▸ Material supplied
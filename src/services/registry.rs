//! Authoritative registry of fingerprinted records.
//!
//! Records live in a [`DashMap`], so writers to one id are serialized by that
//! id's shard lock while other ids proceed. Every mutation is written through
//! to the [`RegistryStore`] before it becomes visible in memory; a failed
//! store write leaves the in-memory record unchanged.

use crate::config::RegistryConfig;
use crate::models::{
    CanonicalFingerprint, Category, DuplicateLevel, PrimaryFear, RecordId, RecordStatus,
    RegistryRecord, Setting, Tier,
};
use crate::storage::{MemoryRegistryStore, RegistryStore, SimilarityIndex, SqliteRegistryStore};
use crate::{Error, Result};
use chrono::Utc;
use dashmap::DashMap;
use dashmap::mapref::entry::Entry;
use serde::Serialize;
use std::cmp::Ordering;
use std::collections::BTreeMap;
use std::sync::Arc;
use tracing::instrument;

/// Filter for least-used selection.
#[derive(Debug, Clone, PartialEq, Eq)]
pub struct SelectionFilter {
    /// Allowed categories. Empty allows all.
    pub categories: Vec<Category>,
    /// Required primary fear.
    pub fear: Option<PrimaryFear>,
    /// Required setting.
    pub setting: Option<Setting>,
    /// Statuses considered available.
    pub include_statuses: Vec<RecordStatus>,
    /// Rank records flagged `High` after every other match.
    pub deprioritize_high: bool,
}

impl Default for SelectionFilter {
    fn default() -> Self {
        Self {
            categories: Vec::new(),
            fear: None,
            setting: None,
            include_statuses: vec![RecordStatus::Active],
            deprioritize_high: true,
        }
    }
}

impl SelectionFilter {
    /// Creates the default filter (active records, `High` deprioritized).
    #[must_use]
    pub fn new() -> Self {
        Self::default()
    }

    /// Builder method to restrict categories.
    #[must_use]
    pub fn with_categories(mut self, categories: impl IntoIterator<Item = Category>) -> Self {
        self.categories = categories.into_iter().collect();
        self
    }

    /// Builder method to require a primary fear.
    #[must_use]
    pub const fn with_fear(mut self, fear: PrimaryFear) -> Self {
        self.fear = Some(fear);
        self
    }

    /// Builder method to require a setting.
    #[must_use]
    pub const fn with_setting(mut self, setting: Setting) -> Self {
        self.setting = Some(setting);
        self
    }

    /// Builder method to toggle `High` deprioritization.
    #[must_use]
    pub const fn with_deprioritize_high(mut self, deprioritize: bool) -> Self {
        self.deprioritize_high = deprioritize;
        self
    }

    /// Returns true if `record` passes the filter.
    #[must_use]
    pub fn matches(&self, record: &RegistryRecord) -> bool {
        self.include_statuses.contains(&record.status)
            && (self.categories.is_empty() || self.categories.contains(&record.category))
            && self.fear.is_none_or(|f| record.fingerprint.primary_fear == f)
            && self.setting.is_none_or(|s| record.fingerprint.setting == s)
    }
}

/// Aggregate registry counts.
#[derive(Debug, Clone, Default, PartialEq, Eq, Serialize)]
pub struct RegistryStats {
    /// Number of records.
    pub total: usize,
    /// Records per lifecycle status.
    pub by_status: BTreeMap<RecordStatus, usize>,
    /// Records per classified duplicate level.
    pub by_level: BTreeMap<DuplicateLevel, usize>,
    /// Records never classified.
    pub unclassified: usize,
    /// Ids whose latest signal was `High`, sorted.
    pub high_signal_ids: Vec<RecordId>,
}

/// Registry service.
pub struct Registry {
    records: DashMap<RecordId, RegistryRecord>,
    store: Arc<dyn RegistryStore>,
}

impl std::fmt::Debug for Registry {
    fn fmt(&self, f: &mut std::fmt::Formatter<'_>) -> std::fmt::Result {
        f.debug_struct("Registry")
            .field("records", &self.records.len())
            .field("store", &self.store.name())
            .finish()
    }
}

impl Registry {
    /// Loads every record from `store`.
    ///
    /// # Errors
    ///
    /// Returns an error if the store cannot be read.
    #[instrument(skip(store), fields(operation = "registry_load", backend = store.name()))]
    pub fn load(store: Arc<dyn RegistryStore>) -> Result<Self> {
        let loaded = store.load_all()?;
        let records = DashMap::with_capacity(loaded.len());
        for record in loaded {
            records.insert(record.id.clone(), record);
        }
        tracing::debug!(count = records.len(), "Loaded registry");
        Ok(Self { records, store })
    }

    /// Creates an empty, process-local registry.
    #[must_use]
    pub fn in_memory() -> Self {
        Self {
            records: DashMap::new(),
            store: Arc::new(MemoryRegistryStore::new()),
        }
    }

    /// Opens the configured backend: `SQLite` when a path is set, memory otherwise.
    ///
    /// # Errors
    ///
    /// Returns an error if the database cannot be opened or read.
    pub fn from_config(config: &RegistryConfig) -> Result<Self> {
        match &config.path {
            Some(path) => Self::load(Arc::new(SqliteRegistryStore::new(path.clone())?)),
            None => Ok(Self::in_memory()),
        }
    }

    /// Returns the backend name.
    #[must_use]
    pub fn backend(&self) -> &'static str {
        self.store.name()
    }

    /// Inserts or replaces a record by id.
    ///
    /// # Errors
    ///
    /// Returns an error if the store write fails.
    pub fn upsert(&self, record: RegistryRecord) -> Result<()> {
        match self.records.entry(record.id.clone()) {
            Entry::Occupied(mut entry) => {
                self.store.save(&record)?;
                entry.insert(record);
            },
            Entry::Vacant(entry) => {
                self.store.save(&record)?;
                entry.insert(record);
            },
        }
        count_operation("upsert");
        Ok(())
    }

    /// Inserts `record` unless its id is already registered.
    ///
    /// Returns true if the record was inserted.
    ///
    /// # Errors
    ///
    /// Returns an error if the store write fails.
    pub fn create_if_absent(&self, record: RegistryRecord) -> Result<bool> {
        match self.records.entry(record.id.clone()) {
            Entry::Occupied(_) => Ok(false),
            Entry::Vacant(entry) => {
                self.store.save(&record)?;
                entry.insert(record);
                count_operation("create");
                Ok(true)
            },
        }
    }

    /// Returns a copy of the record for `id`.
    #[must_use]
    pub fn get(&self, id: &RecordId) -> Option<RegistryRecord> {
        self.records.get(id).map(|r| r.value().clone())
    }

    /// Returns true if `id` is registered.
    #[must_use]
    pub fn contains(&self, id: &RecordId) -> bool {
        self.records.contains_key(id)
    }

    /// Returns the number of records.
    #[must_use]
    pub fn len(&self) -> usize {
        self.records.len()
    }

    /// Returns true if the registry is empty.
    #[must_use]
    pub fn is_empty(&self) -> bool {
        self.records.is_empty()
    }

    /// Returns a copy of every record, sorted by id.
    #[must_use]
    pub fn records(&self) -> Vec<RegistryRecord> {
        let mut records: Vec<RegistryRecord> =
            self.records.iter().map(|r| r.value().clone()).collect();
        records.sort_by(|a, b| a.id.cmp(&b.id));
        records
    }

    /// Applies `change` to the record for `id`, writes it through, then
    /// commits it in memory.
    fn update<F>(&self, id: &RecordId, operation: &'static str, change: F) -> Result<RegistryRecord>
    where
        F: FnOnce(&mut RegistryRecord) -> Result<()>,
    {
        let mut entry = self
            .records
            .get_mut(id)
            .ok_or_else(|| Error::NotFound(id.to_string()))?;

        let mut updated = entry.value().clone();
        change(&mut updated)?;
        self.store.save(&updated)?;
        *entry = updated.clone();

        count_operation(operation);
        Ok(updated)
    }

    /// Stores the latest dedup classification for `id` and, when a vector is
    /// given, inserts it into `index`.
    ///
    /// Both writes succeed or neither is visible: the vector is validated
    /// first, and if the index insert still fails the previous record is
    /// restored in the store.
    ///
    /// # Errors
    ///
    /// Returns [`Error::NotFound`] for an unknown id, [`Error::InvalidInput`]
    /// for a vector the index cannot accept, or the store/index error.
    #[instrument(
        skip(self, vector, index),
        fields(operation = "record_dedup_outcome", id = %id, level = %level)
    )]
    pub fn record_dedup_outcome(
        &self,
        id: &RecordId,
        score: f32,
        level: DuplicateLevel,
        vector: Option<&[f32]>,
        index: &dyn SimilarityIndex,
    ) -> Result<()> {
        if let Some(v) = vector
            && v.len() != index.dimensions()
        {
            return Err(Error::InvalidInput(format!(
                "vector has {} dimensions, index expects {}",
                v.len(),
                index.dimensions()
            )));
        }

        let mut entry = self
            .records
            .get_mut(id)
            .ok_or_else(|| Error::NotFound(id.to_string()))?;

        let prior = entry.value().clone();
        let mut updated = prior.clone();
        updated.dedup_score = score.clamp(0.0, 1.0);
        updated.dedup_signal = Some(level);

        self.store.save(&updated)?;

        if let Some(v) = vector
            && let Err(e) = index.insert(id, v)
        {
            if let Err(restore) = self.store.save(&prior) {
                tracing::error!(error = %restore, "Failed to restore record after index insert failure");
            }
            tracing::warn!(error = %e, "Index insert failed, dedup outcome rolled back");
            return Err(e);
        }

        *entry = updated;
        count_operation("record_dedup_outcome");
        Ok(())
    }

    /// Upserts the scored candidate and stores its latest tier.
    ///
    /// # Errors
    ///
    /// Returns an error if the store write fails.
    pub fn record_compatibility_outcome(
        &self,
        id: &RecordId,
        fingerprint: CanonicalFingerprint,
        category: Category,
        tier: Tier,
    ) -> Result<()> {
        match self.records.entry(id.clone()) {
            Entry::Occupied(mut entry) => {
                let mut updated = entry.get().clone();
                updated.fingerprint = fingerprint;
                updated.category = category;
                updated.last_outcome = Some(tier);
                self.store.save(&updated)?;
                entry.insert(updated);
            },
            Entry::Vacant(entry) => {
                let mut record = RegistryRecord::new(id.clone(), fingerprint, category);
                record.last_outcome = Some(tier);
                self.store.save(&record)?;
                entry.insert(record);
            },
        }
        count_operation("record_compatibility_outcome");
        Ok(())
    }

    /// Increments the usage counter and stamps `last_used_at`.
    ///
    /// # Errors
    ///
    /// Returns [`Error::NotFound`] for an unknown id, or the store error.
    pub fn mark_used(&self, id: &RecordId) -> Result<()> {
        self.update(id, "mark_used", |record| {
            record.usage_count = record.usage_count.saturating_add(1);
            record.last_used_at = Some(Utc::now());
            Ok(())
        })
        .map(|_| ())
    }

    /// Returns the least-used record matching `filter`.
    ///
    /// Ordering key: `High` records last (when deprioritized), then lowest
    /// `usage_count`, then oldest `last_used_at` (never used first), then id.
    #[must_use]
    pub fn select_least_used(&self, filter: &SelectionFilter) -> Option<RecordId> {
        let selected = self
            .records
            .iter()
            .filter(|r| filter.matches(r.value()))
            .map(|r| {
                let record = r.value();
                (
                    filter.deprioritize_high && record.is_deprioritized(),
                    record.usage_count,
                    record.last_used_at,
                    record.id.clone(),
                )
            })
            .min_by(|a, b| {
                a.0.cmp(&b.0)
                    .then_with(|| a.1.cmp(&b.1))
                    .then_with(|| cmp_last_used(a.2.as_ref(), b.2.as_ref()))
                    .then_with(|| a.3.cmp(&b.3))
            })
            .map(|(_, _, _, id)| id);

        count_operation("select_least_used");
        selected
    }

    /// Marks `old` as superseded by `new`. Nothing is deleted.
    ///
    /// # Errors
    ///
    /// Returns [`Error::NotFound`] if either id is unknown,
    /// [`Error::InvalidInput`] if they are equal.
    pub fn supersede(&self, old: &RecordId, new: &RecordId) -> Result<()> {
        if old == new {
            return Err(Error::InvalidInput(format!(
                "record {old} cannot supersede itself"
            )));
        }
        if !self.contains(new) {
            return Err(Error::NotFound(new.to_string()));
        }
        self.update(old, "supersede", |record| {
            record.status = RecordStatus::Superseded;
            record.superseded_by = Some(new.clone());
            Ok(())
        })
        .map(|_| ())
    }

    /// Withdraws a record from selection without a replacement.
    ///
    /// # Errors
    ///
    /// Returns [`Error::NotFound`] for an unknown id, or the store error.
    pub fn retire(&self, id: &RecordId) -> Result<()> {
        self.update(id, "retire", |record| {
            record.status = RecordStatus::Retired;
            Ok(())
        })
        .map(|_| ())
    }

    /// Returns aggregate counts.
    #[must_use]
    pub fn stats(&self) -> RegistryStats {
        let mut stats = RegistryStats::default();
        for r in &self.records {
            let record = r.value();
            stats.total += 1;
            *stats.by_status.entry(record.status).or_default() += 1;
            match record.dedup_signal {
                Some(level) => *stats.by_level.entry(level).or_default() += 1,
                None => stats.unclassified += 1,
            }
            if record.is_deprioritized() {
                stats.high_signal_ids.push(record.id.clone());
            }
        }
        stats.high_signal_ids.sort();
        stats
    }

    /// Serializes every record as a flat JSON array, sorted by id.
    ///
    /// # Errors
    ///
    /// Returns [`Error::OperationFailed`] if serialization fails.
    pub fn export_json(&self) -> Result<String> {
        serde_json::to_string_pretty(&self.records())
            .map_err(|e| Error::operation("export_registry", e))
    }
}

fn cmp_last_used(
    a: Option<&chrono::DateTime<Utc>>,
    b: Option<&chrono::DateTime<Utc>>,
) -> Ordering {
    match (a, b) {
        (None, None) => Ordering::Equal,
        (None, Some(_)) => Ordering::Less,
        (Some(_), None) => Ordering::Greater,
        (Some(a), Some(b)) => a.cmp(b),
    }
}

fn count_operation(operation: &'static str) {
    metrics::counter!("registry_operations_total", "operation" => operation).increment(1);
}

▸ Activity
Your answer should be the lines of the records that hold the string "crate".

▸ Solution below
use crate::config::RegistryConfig;
use crate::models::{
use crate::storage::{MemoryRegistryStore, RegistryStore, SimilarityIndex, SqliteRegistryStore};
use crate::{Error, Result};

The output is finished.